Может, иной поэт какой–нибудь, сидя у себя при спущенной шторе за столом, с отчаяния грызет ручку и думает, что не пишется, нет вдохновения, — может, такой поэт и не знает, — а стоило бы ему заглянуть в смущенную душу Фокина, — что не для стиха только, а для каждой большой работы, для пилы, для молота, для трамбовки, черт побери, требуется вдохновение, та слаженность, согласованность, «само пошло», маслом смазанная дорожка усилия человеческого, то, чего нет сейчас в любимом туннельчике, и Фокин сидит, обтирая бесплодный пот, готовый лезть на стену. Только сегодня ничем не прошибешь рабочих, — выдался такой день. Давление. Или малярия? — а ну, на ночь хины выпить!

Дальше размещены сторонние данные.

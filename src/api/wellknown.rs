//! Well-known endpoints
//!
//! - /.well-known/webfinger

use axum::{
    Router,
    extract::{Query, State},
    http::header,
    response::{IntoResponse, Json, Response},
    routing::get,
};
use serde::Deserialize;

use crate::AppState;
use crate::data::FederationStore;
use crate::error::AppError;
use crate::federation::webfinger::{generate_webfinger_response, local_account_name};

pub fn wellknown_router() -> Router<AppState> {
    Router::new().route("/.well-known/webfinger", get(webfinger))
}

#[derive(Debug, Deserialize)]
struct WebFingerQuery {
    resource: String,
}

/// GET /.well-known/webfinger
///
/// Query: ?resource=acct:board@domain
async fn webfinger(
    State(state): State<AppState>,
    Query(query): Query<WebFingerQuery>,
) -> Result<Response, AppError> {
    let domain = &state.config.server.domain;
    let name = local_account_name(&query.resource, domain).ok_or(AppError::NotFound)?;

    let actor = state
        .db
        .get_actor_by_id_or_name(name)
        .await?
        .ok_or(AppError::NotFound)?;

    Ok((
        [(header::CONTENT_TYPE, "application/jrd+json")],
        Json(generate_webfinger_response(&actor, domain)),
    )
        .into_response())
}
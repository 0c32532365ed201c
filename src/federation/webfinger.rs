//! WebFinger protocol implementation
//!
//! Used to turn `name@host` handles into actor URLs, and to describe local
//! actors to peers doing the same.

use serde::{Deserialize, Serialize};

use super::envelope::{ACTIVITY_CONTENT_TYPE, accept_activity};
use super::ident::actor_and_instance;
use crate::data::Actor;
use crate::error::AppError;

/// WebFinger JRD response
#[derive(Debug, Clone, Deserialize, Serialize)]
pub struct WebFingerResponse {
    pub subject: String,
    #[serde(default, skip_serializing_if = "Vec::is_empty")]
    pub aliases: Vec<String>,
    #[serde(default)]
    pub links: Vec<WebFingerLink>,
}

/// WebFinger link
#[derive(Debug, Clone, Deserialize, Serialize)]
pub struct WebFingerLink {
    pub rel: String,
    #[serde(rename = "type", default, skip_serializing_if = "Option::is_none")]
    pub link_type: Option<String>,
    #[serde(default, skip_serializing_if = "Option::is_none")]
    pub href: Option<String>,
}

impl WebFingerResponse {
    /// `href` of the `self` link carrying an activity media type.
    pub fn actor_url(&self) -> Option<&str> {
        self.links
            .iter()
            .find(|link| {
                link.rel == "self" && link.link_type.as_deref().is_some_and(accept_activity)
            })
            .and_then(|link| link.href.as_deref())
    }
}

/// Resolve a `name@host` handle to an actor URL
///
/// # Arguments
/// * `handle` - Account address (`name@host` or `@name@host`)
/// * `scheme` - `http` or `https`, used to reach the remote host
/// * `http_client` - HTTP client
///
/// # Errors
/// `Validation` for an unparseable handle, `NotFound` if the host does not
/// know the account or advertises no ActivityPub actor for it.
pub async fn resolve_webfinger(
    handle: &str,
    scheme: &str,
    http_client: &reqwest::Client,
) -> Result<String, AppError> {
    let (name, host) = actor_and_instance(handle);
    if name.is_empty() || host.is_empty() {
        return Err(AppError::Validation(format!("not an actor handle: {handle}")));
    }

    let resource = format!("acct:{name}@{host}");
    let url = format!(
        "{scheme}://{host}/.well-known/webfinger?resource={}",
        urlencoding::encode(&resource)
    );

    let response = http_client
        .get(&url)
        .header("Accept", "application/jrd+json")
        .send()
        .await
        .map_err(|e| AppError::TransientNetwork(format!("WebFinger {resource}: {e}")))?;

    if !response.status().is_success() {
        tracing::debug!(%resource, status = %response.status(), "WebFinger lookup failed");
        return Err(AppError::NotFound);
    }

    let jrd: WebFingerResponse = response
        .json()
        .await
        .map_err(|e| AppError::TransientNetwork(format!("WebFinger {resource}: {e}")))?;

    jrd.actor_url().map(str::to_string).ok_or(AppError::NotFound)
}

/// Generate WebFinger response for a local actor.
///
/// # Arguments
/// * `actor` - Local actor
/// * `domain` - Instance domain, as it appears in handles
pub fn generate_webfinger_response(actor: &Actor, domain: &str) -> WebFingerResponse {
    WebFingerResponse {
        subject: format!("acct:{}@{}", actor.preferred_username, domain),
        aliases: vec![actor.id.clone()],
        links: vec![WebFingerLink {
            rel: "self".to_string(),
            link_type: Some(ACTIVITY_CONTENT_TYPE.to_string()),
            href: Some(actor.id.clone()),
        }],
    }
}

/// Account name from an `acct:name@domain` resource, if it belongs to `domain`.
pub fn local_account_name<'a>(resource: &'a str, domain: &str) -> Option<&'a str> {
    let account = resource.strip_prefix("acct:").unwrap_or(resource);
    let (name, host) = account.trim_start_matches('@').split_once('@')?;
    (host.eq_ignore_ascii_case(domain) && !name.is_empty()).then_some(name)
}

#[cfg(test)]
mod tests {
    use super::*;

    #[test]
    fn local_response_points_at_actor() {
        let board = Actor::new_board("https://chan.example", "g", "Technology", "");
        let response = generate_webfinger_response(&board, "chan.example");

        assert_eq!(response.subject, "acct:g@chan.example");
        assert_eq!(response.actor_url(), Some("https://chan.example/g"));
    }

    #[test]
    fn actor_url_ignores_html_profile_links() {
        let response: WebFingerResponse = serde_json::from_str(
            r#"{
                "subject": "acct:alice@social.example",
                "links": [
                    {"rel": "http://webfinger.net/rel/profile-page", "type": "text/html", "href": "https://social.example/@alice"},
                    {"rel": "self", "type": "application/activity+json", "href": "https://social.example/users/alice"}
                ]
            }"#,
        )
        .unwrap();

        assert_eq!(response.actor_url(), Some("https://social.example/users/alice"));
    }

    #[test]
    fn resource_must_name_this_domain() {
        assert_eq!(local_account_name("acct:g@chan.example", "chan.example"), Some("g"));
        assert_eq!(local_account_name("g@CHAN.example", "chan.example"), Some("g"));
        assert_eq!(local_account_name("acct:g@other.example", "chan.example"), None);
        assert_eq!(local_account_name("acct:chan.example", "chan.example"), None);
    }
}
//! Activity delivery
//!
//! One detached task per recipient. Each task makes up to `max_attempts`
//! POSTs, sleeping `attempt × backoff_unit` before each one and re-signing
//! with a fresh `Date` every time. The dispatcher waits `spacing` between
//! starting recipients. Callers never wait on any of it; the returned
//! `DeliveryBatch` may be dropped.

use std::collections::HashSet;
use std::sync::Arc;
use std::time::Duration;

use futures::future::join_all;
use rsa::RsaPrivateKey;
use tokio::task::JoinHandle;

use super::closure::expand_recipients;
use super::envelope::{ACTIVITY_CONTENT_TYPE, Activity};
use super::fetch::RemoteFetcher;
use super::ident::is_main_actor_id;
use super::keys::KeyStore;
use super::resolver::ActorResolver;
use super::signature::sign_request;
use crate::config::FederationConfig;
use crate::data::Actor;
use crate::error::AppError;
use crate::metrics::{DELIVERIES_IN_FLIGHT, DELIVERY_ATTEMPTS_TOTAL};

/// Retry schedule for one recipient.
#[derive(Debug, Clone, PartialEq, Eq)]
pub struct RetryPolicy {
    pub max_attempts: u32,
    /// Linear backoff step
    pub backoff_unit: Duration,
    /// Pause between scheduling successive recipients
    pub spacing: Duration,
}

impl RetryPolicy {
    pub fn from_config(config: &FederationConfig) -> Self {
        Self {
            max_attempts: config.max_attempts,
            backoff_unit: config.backoff_unit(),
            spacing: config.spacing(),
        }
    }

    /// Sleep before the zero-based `attempt`.
    pub fn delay_before(&self, attempt: u32) -> Duration {
        self.backoff_unit * attempt
    }
}

/// How a single recipient's delivery ended.
#[derive(Debug, Clone, PartialEq, Eq)]
pub enum DeliveryOutcome {
    /// Peer answered 200
    Delivered { attempts: u32 },
    /// Every attempt failed
    Abandoned { attempts: u32 },
    /// No usable key for the sender; nothing was sent
    SigningFailed,
}

#[derive(Debug, Clone, PartialEq, Eq)]
pub struct DeliveryReport {
    pub target: String,
    pub outcome: DeliveryOutcome,
}

/// Handle on a detached fan-out.
pub struct DeliveryBatch {
    /// Endpoints that were scheduled, in order
    pub targets: Vec<String>,
    handle: JoinHandle<Vec<DeliveryReport>>,
}

impl DeliveryBatch {
    /// Wait for every recipient task. Only tests and tooling need this.
    pub async fn finished(self) -> Vec<DeliveryReport> {
        self.handle.await.unwrap_or_default()
    }
}

#[derive(Clone)]
pub struct DeliveryEngine {
    client: reqwest::Client,
    keys: Arc<KeyStore>,
    resolver: Arc<ActorResolver>,
    policy: RetryPolicy,
}

impl DeliveryEngine {
    pub fn new(
        client: reqwest::Client,
        keys: Arc<KeyStore>,
        resolver: Arc<ActorResolver>,
        policy: RetryPolicy,
    ) -> Self {
        Self {
            client,
            keys,
            resolver,
            policy,
        }
    }

    pub fn policy(&self) -> &RetryPolicy {
        &self.policy
    }

    /// Deliver to the inbox of every actor in `activity.to`.
    ///
    /// Skips the sender, instance-level actors, and actors known to be
    /// read-only. Unknown actors get `<id>/inbox`.
    pub async fn deliver(&self, sender: &Actor, activity: &Activity) -> Result<DeliveryBatch, AppError> {
        let body = serde_json::to_vec(activity)
            .map_err(|e| AppError::Internal(anyhow::anyhow!("serialize activity: {e}")))?;

        let mut seen = HashSet::new();
        let mut targets = Vec::new();

        for recipient in &activity.to {
            if recipient.is_empty() || *recipient == sender.id || is_main_actor_id(recipient) {
                continue;
            }

            let inbox = match self.resolver.known(recipient).await? {
                Some(actor) if actor.is_read_only() => {
                    tracing::debug!(recipient = %recipient, "Skipping read-only recipient");
                    continue;
                }
                Some(actor) => actor.inbox_url(),
                None => format!("{}/inbox", recipient.trim_end_matches('/')),
            };

            if seen.insert(inbox.clone()) {
                targets.push(inbox);
            }
        }

        tracing::info!(
            actor = %sender.id,
            activity_type = %activity.kind,
            recipients = targets.len(),
            "Scheduling delivery"
        );

        Ok(self.spawn(sender.clone(), targets, body))
    }

    /// Widen the audience with the follower closure, then deliver.
    ///
    /// The closure walk happens inside the detached task, so the caller is
    /// back before any peer is asked for a collection. `targets` of the
    /// returned batch is empty; the reports name every endpoint tried.
    pub fn deliver_expanded(
        &self,
        sender: &Actor,
        activity: Activity,
        fetcher: RemoteFetcher,
    ) -> DeliveryBatch {
        let engine = self.clone();
        let sender = sender.clone();

        let handle = tokio::spawn(async move {
            let mut activity = activity;
            expand_recipients(&fetcher, &mut activity).await;

            match engine.deliver(&sender, &activity).await {
                Ok(batch) => batch.finished().await,
                Err(e) => {
                    tracing::warn!(actor = %sender.id, error = %e, "Cannot schedule delivery");
                    Vec::new()
                }
            }
        });

        DeliveryBatch {
            targets: Vec::new(),
            handle,
        }
    }

    /// Post to the sender's own outbox, e.g. a Follow for a remote board.
    pub fn deliver_to_outbox(&self, sender: &Actor, activity: &Activity) -> Result<DeliveryBatch, AppError> {
        if sender.outbox.is_empty() {
            return Err(AppError::Validation(format!(
                "actor {} has no outbox",
                sender.id
            )));
        }

        let body = serde_json::to_vec(activity)
            .map_err(|e| AppError::Internal(anyhow::anyhow!("serialize activity: {e}")))?;

        Ok(self.spawn(sender.clone(), vec![sender.outbox.clone()], body))
    }

    fn spawn(&self, sender: Actor, targets: Vec<String>, body: Vec<u8>) -> DeliveryBatch {
        let engine = self.clone();
        let body = Arc::new(body);
        let scheduled = targets.clone();

        let handle = tokio::spawn(async move {
            let sender = Arc::new(sender);
            let mut tasks = Vec::with_capacity(targets.len());

            for (index, target) in targets.into_iter().enumerate() {
                if index > 0 {
                    tokio::time::sleep(engine.policy.spacing).await;
                }

                let engine = engine.clone();
                let sender = sender.clone();
                let body = body.clone();
                tasks.push(tokio::spawn(async move {
                    let outcome = engine.deliver_one(&sender, &target, &body).await;
                    DeliveryReport { target, outcome }
                }));
            }

            join_all(tasks)
                .await
                .into_iter()
                .filter_map(Result::ok)
                .collect()
        });

        DeliveryBatch {
            targets: scheduled,
            handle,
        }
    }

    async fn deliver_one(&self, sender: &Actor, target: &str, body: &[u8]) -> DeliveryOutcome {
        DELIVERIES_IN_FLIGHT.inc();
        let outcome = self.attempt_all(sender, target, body).await;
        DELIVERIES_IN_FLIGHT.dec();

        match &outcome {
            DeliveryOutcome::Delivered { attempts } => {
                tracing::info!(actor = %sender.id, target, attempts, "Delivered activity");
            }
            DeliveryOutcome::Abandoned { attempts } => {
                DELIVERY_ATTEMPTS_TOTAL.with_label_values(&["abandoned"]).inc();
                tracing::warn!(actor = %sender.id, target, attempts, "Giving up on delivery");
            }
            DeliveryOutcome::SigningFailed => {
                DELIVERY_ATTEMPTS_TOTAL.with_label_values(&["signing_failed"]).inc();
            }
        }
        outcome
    }

    async fn attempt_all(&self, sender: &Actor, target: &str, body: &[u8]) -> DeliveryOutcome {
        let Ok(private_key) = self.keys.private_key_for(sender).await else {
            return DeliveryOutcome::SigningFailed;
        };
        let Some(key_id) = sender.public_key_id() else {
            return DeliveryOutcome::SigningFailed;
        };

        for attempt in 0..self.policy.max_attempts {
            let delay = self.policy.delay_before(attempt);
            if !delay.is_zero() {
                tokio::time::sleep(delay).await;
            }

            match self.post_signed(&private_key, key_id, target, body).await {
                Ok(status) if status == reqwest::StatusCode::OK => {
                    DELIVERY_ATTEMPTS_TOTAL.with_label_values(&["delivered"]).inc();
                    return DeliveryOutcome::Delivered {
                        attempts: attempt + 1,
                    };
                }
                Ok(status) => {
                    tracing::debug!(target, attempt, %status, "Delivery refused");
                }
                Err(AppError::Validation(reason)) => {
                    tracing::warn!(target, %reason, "Cannot sign request for target");
                    return DeliveryOutcome::SigningFailed;
                }
                Err(e) => {
                    tracing::debug!(target, attempt, error = %e, "Delivery failed");
                }
            }
            DELIVERY_ATTEMPTS_TOTAL.with_label_values(&["retry"]).inc();
        }

        DeliveryOutcome::Abandoned {
            attempts: self.policy.max_attempts,
        }
    }

    async fn post_signed(
        &self,
        private_key: &RsaPrivateKey,
        key_id: &str,
        target: &str,
        body: &[u8],
    ) -> Result<reqwest::StatusCode, AppError> {
        let signed = sign_request("POST", target, Some(body), private_key, key_id)?;

        let mut request = self
            .client
            .post(target)
            .header("Content-Type", ACTIVITY_CONTENT_TYPE)
            .header("Date", signed.date)
            .header("Signature", signed.signature);

        if let Some(digest) = signed.digest {
            request = request.header("Digest", digest);
        }

        let response = request
            .body(body.to_vec())
            .send()
            .await
            .map_err(|e| AppError::TransientNetwork(format!("POST {target}: {e}")))?;

        Ok(response.status())
    }
}

/// Outbound activity constructors.
pub mod builder {
    use chrono::Utc;

    use crate::data::Actor;
    use crate::federation::envelope::{ACTIVITY_STREAMS, Activity, Object};

    fn activity(kind: &str, actor: Actor, object: Object, to: Vec<String>) -> Activity {
        Activity {
            context: ACTIVITY_STREAMS.to_string(),
            kind: kind.to_string(),
            actor,
            object,
            to,
            ..Default::default()
        }
    }

    fn id_only(id: &str) -> Actor {
        Actor {
            id: id.to_string(),
            ..Default::default()
        }
    }

    /// `actor` asks to follow `target`.
    pub fn follow(actor: &Actor, target: &str) -> Activity {
        activity(
            "Follow",
            actor.clone(),
            Object {
                id: target.to_string(),
                actor: target.to_string(),
                ..Default::default()
            },
            vec![target.to_string()],
        )
    }

    fn follow_answer(kind: &str, followed: &str, follower: &str, summary: String) -> Activity {
        let mut answer = activity(
            kind,
            id_only(followed),
            Object {
                actor: follower.to_string(),
                object: Some(Box::new(Object {
                    kind: "Follow".to_string(),
                    actor: followed.to_string(),
                    ..Default::default()
                })),
                ..Default::default()
            },
            vec![follower.to_string()],
        );
        answer.summary = summary;
        answer
    }

    /// Answer to `follow`, sent by the followed actor. `unfollow` picks the summary.
    pub fn accept_follow(follow: &Activity, unfollow: bool) -> Activity {
        let follower = &follow.actor.id;
        let followed = &follow.object.actor;
        let verb = if unfollow { "Unfollow" } else { "Follow" };
        follow_answer(
            "Accept",
            followed,
            follower,
            format!("{follower} {verb} {followed}"),
        )
    }

    pub fn reject_follow(follow: &Activity) -> Activity {
        follow_answer(
            "Reject",
            &follow.object.actor,
            &follow.actor.id,
            String::new(),
        )
    }

    /// Wrap a post. The author is never among its own recipients.
    pub fn create(actor: &Actor, object: Object) -> Activity {
        let to = object
            .to
            .iter()
            .filter(|id| **id != object.actor)
            .cloned()
            .collect();
        let cc = object
            .cc
            .iter()
            .filter(|id| **id != object.actor)
            .cloned()
            .collect();

        let mut create = activity("Create", actor.clone(), Object::default(), to);
        create.cc = cc;
        create.published = object.published;
        create.object = object;
        create
    }

    pub fn delete(actor: &Actor, object_id: &str, to: Vec<String>) -> Activity {
        let mut delete = activity(
            "Delete",
            actor.clone(),
            Object {
                kind: "Tombstone".to_string(),
                id: object_id.to_string(),
                actor: actor.id.clone(),
                ..Default::default()
            },
            to,
        );
        delete.published = Some(Utc::now());
        delete
    }
}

Но пока Фокин борется мыслями со странной, тупой разлаженностью, обступившей, подобно тучам, работы в туннеле, другие члены бюро, каждый по–своему, переживают нечто, похожее на фокиискую малярию.
Переживает ее начмилиции Авак, идя по шоссе и торопясь идти, чтоб поспеть в участок раньше машины: он был внизу, на станции, и пошел пешком только чтоб не столкнуться с Левоном Давыдовичем. Честное круглое лицо Авака и подкинутый под самый околыш взгляд (так иной франт подкидывает фуражку, как у него — глаза) кажутся невыразительными, но сердце Авака обуревают сильные чувства. Вот если б взорвалась сейчас бочка на пороховом складе, куда поставлен любимчик Левона Давыдовича, хромой Никита! Или вот если б вывалила машина начальника под откос, — зубы скрипнули бы, если б позволил себе Авак припомнить сценку возле кузни и собственное трусливое молчание, — не сумел, дурак, ответить.

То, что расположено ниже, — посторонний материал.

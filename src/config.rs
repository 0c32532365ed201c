//! Configuration management
//!
//! Loads configuration from:
//! 1. Default values
//! 2. Configuration file (config/default.toml, config/local.toml)
//! 3. Environment variables (override)

use serde::Deserialize;
use std::{path::PathBuf, time::Duration};

/// Main application configuration
#[derive(Debug, Clone, Deserialize)]
pub struct AppConfig {
    pub server: ServerConfig,
    pub database: DatabaseConfig,
    pub federation: FederationConfig,
    #[serde(default)]
    pub blacklist: BlacklistConfig,
    pub archive: ArchiveConfig,
    pub admin: AdminConfig,
    pub logging: LoggingConfig,
}

/// Server configuration
#[derive(Debug, Clone, Deserialize)]
pub struct ServerConfig {
    /// Bind address (e.g., "0.0.0.0")
    pub host: String,
    /// Port number (e.g., 8080)
    pub port: u16,
    /// Public domain, with port when non-default (e.g., "board.example.com")
    pub domain: String,
    /// Protocol ("http" or "https")
    pub protocol: String,
}

impl ServerConfig {
    /// Base URL of the instance, which is also the id of the main actor.
    ///
    /// # Returns
    /// Full URL like "https://board.example.com"
    pub fn base_url(&self) -> String {
        format!("{}://{}", self.protocol, self.domain)
    }
}

/// Database configuration (SQLite only)
#[derive(Debug, Clone, Deserialize)]
pub struct DatabaseConfig {
    /// Path to SQLite database file
    pub path: PathBuf,
}

/// Outbound delivery and signature settings
#[derive(Debug, Clone, Deserialize)]
pub struct FederationConfig {
    /// Delivery attempts per recipient (default: 5)
    pub max_attempts: u32,
    /// Linear backoff unit; attempt N sleeps N units first (default: 60)
    pub backoff_unit_secs: u64,
    /// Pause between scheduling recipients (default: 150)
    pub spacing_ms: u64,
    /// Maximum clock skew for inbound `Date` headers (default: 75)
    pub replay_window_secs: u64,
    /// Per-request client timeout (default: 30)
    pub request_timeout_secs: u64,
    /// RSA modulus size for provisioned keys (default: 2048)
    pub key_bits: usize,
    /// Directory holding `<name>-private.pem` / `<name>-public.pem`
    pub key_directory: PathBuf,
    /// User-Agent for outbound requests
    pub user_agent: String,
}

impl FederationConfig {
    pub fn backoff_unit(&self) -> Duration {
        Duration::from_secs(self.backoff_unit_secs)
    }

    pub fn spacing(&self) -> Duration {
        Duration::from_millis(self.spacing_ms)
    }

    pub fn replay_window(&self) -> Duration {
        Duration::from_secs(self.replay_window_secs)
    }
}

/// Content denylist
#[derive(Debug, Clone, Deserialize, Default)]
pub struct BlacklistConfig {
    /// Regular expressions matched against post name and content
    #[serde(default)]
    pub patterns: Vec<String>,
}

/// Thread archival rotation
#[derive(Debug, Clone, Deserialize)]
pub struct ArchiveConfig {
    /// Live threads kept per board before older ones are archived (default: 165)
    pub thread_limit: i64,
}

/// Operator API access
#[derive(Debug, Clone, Deserialize)]
pub struct AdminConfig {
    /// Bearer token required on /admin routes
    pub token: String,
}

/// Logging configuration
#[derive(Debug, Clone, Deserialize)]
pub struct LoggingConfig {
    /// Log level: trace, debug, info, warn, error
    pub level: String,
    /// Log format: "pretty" or "json"
    pub format: String,
}

impl AppConfig {
    /// Load configuration from file and environment
    ///
    /// # Loading Order
    /// 1. Default values
    /// 2. config/default.toml (if exists)
    /// 3. config/local.toml (if exists)
    /// 4. Environment variables (CHANFED__*)
    ///
    /// # Errors
    /// Returns error if configuration is invalid
    pub fn load() -> Result<Self, crate::error::AppError> {
        use config::{Config, Environment, File};

        let config = Config::builder()
            .set_default("server.host", "127.0.0.1")?
            .set_default("server.port", 8080)?
            .set_default("server.protocol", "http")?
            .set_default("database.path", "data/chanfed.db")?
            .set_default("federation.max_attempts", 5)?
            .set_default("federation.backoff_unit_secs", 60)?
            .set_default("federation.spacing_ms", 150)?
            .set_default("federation.replay_window_secs", 75)?
            .set_default("federation.request_timeout_secs", 30)?
            .set_default("federation.key_bits", 2048)?
            .set_default("federation.key_directory", "keys")?
            .set_default(
                "federation.user_agent",
                format!("chanfed/{}", env!("CARGO_PKG_VERSION")),
            )?
            .set_default("archive.thread_limit", 165)?
            .set_default("logging.level", "info")?
            .set_default("logging.format", "pretty")?
            .add_source(File::with_name("config/default").required(false))
            .add_source(File::with_name("config/local").required(false))
            .add_source(
                Environment::with_prefix("CHANFED")
                    .separator("__")
                    .try_parsing(true),
            )
            .build()
            .map_err(|e| crate::error::AppError::Config(e.to_string()))?;

        let app_config: Self = config
            .try_deserialize()
            .map_err(|e| crate::error::AppError::Config(e.to_string()))?;
        app_config.validate()?;
        Ok(app_config)
    }

    pub(crate) fn validate(&self) -> Result<(), crate::error::AppError> {
        use crate::error::AppError;

        let protocol = self.server.protocol.to_ascii_lowercase();
        if protocol != "http" && protocol != "https" {
            return Err(AppError::Config(
                "server.protocol must be http or https".to_string(),
            ));
        }

        if self.server.domain.trim().is_empty() {
            return Err(AppError::Config("server.domain must be set".to_string()));
        }

        if self.federation.max_attempts == 0 {
            return Err(AppError::Config(
                "federation.max_attempts must be greater than 0".to_string(),
            ));
        }

        if self.admin.token.trim().is_empty() {
            return Err(AppError::Config("admin.token must be set".to_string()));
        }

        for pattern in &self.blacklist.patterns {
            regex::Regex::new(pattern).map_err(|e| {
                AppError::Config(format!("blacklist pattern {pattern:?} is invalid: {e}"))
            })?;
        }

        Ok(())
    }
}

Как дремоту, сбрасывая такие мысли, начмилиции силится думать о другом; он говорит себе насильственно: «Ай, нехорошо», — насчет положения вещей на участке, но взгляд его, против воли, выжидательно ищет внизу, где тоненько, через туман и слизь очень плохого, почти уже темного дня заблестели огонечки, — признаков суеты, катастрофы, чего–нибудь необычайного и неожиданного… Кажется, еще лишняя капля — и этот исполнительный, сдержанный парень забудется до непоправимого.

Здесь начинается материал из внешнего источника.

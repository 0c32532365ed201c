//! Remote document fetching
//!
//! All GETs against peers go through `RemoteFetcher` so they share one
//! client, one Accept header and one interpretation of failures: a network
//! error is `TransientNetwork`, a non-200 answer is "nothing there".

use serde_json::Value;

use super::envelope::{Collection, LD_ACCEPT, Object};
use crate::data::Actor;
use crate::error::AppError;

#[derive(Clone)]
pub struct RemoteFetcher {
    client: reqwest::Client,
}

impl RemoteFetcher {
    pub fn new(client: reqwest::Client) -> Self {
        Self { client }
    }

    pub fn client(&self) -> &reqwest::Client {
        &self.client
    }

    /// GET a JSON document. `None` for any status other than 200 or an empty body.
    async fn get_document(&self, url: &str) -> Result<Option<Value>, AppError> {
        let response = self
            .client
            .get(url)
            .header("Accept", LD_ACCEPT)
            .send()
            .await
            .map_err(|e| AppError::TransientNetwork(format!("GET {url}: {e}")))?;

        if response.status() != reqwest::StatusCode::OK {
            tracing::debug!(url, status = %response.status(), "Remote document unavailable");
            return Ok(None);
        }

        let body = response
            .bytes()
            .await
            .map_err(|e| AppError::TransientNetwork(format!("GET {url}: {e}")))?;
        if body.is_empty() {
            return Ok(None);
        }

        serde_json::from_slice(&body)
            .map(Some)
            .map_err(|e| AppError::TransientNetwork(format!("GET {url}: malformed JSON: {e}")))
    }

    /// Fetch a collection: a thread, an outbox, or a follower list.
    ///
    /// Some peers answer a post URL with the bare post; that is wrapped into a
    /// one-item collection.
    pub async fn get_collection(&self, url: &str) -> Result<Collection, AppError> {
        let Some(document) = self.get_document(url).await? else {
            return Ok(Collection::default());
        };

        if !document.is_object() {
            return Err(AppError::TransientNetwork(format!(
                "GET {url}: expected a JSON object"
            )));
        }

        let mut collection: Collection =
            serde_json::from_value(document.clone()).unwrap_or_default();

        if collection.kind == "Note" && collection.members().is_empty() {
            let note: Object = serde_json::from_value(document).unwrap_or_default();
            if !note.kind.is_empty() {
                collection.kind = "Collection".to_string();
                collection.ordered_items = vec![note];
                collection.total_items = 1;
            }
        }

        Ok(collection)
    }

    /// Fetch an actor document. `None` if the peer has no such actor.
    pub async fn get_actor(&self, url: &str) -> Result<Option<Actor>, AppError> {
        let Some(document) = self.get_document(url).await? else {
            return Ok(None);
        };

        let actor: Actor = serde_json::from_value(document).unwrap_or_default();
        Ok((!actor.id.is_empty()).then_some(actor))
    }
}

Огонечек горит в дизельной. Там член бюро, Амо, тот, что оброс не по возрасту бородой и чья прокурорская речь гремела по поводу Сукясянца, тоже волнуется нынче, — он снова готовит речь. Комсомольцы, зашедшие к нему, распаляют прокурора. Каждый принес новость: классовая борьба на участке; верней — наступление на рабочий класс! Вы можете, как хотите, отрицать эту борьбу, но, нагнув молодую голову, крепкий корешок шеи, сочный, словно морковка какая–нибудь, бородач, поблескивая умным и знающим взглядом, заносит по–армянски в блокнот:
«Пункт первый — увольнение, под предлогом сокращения штатов, именно тех, кто выступал с критикой. Пункт второй — явно бессмысленное увольнение, — Аветис со склада. Там штаты не сокращаются. На складе идет работа, склад получает по накладным. Оставшиеся перегружены. Будут нанимать на место уволенного другого рабочего. Так — для чего же? Пункт третий — рабочим не сделали доклада о причинах провала проекта, о возможном новом проекте, работа вслепую. Пункт четвертый — драмкружок. Засилие мещанской публики. Шкура барабанная (жена счетовода не пожелала играть с рабочим: «От него пахнет», — и не разрешила по ходу пьесы обозвать ее «шкура барабанная», а вместо этого «дурочкой»)…»
Здесь пишущий плечами пожал, — дальше некуда! Кто они на участке? Наемная сила? Кто их хозяин? Капиталист какой–нибудь? Где они на географической карте?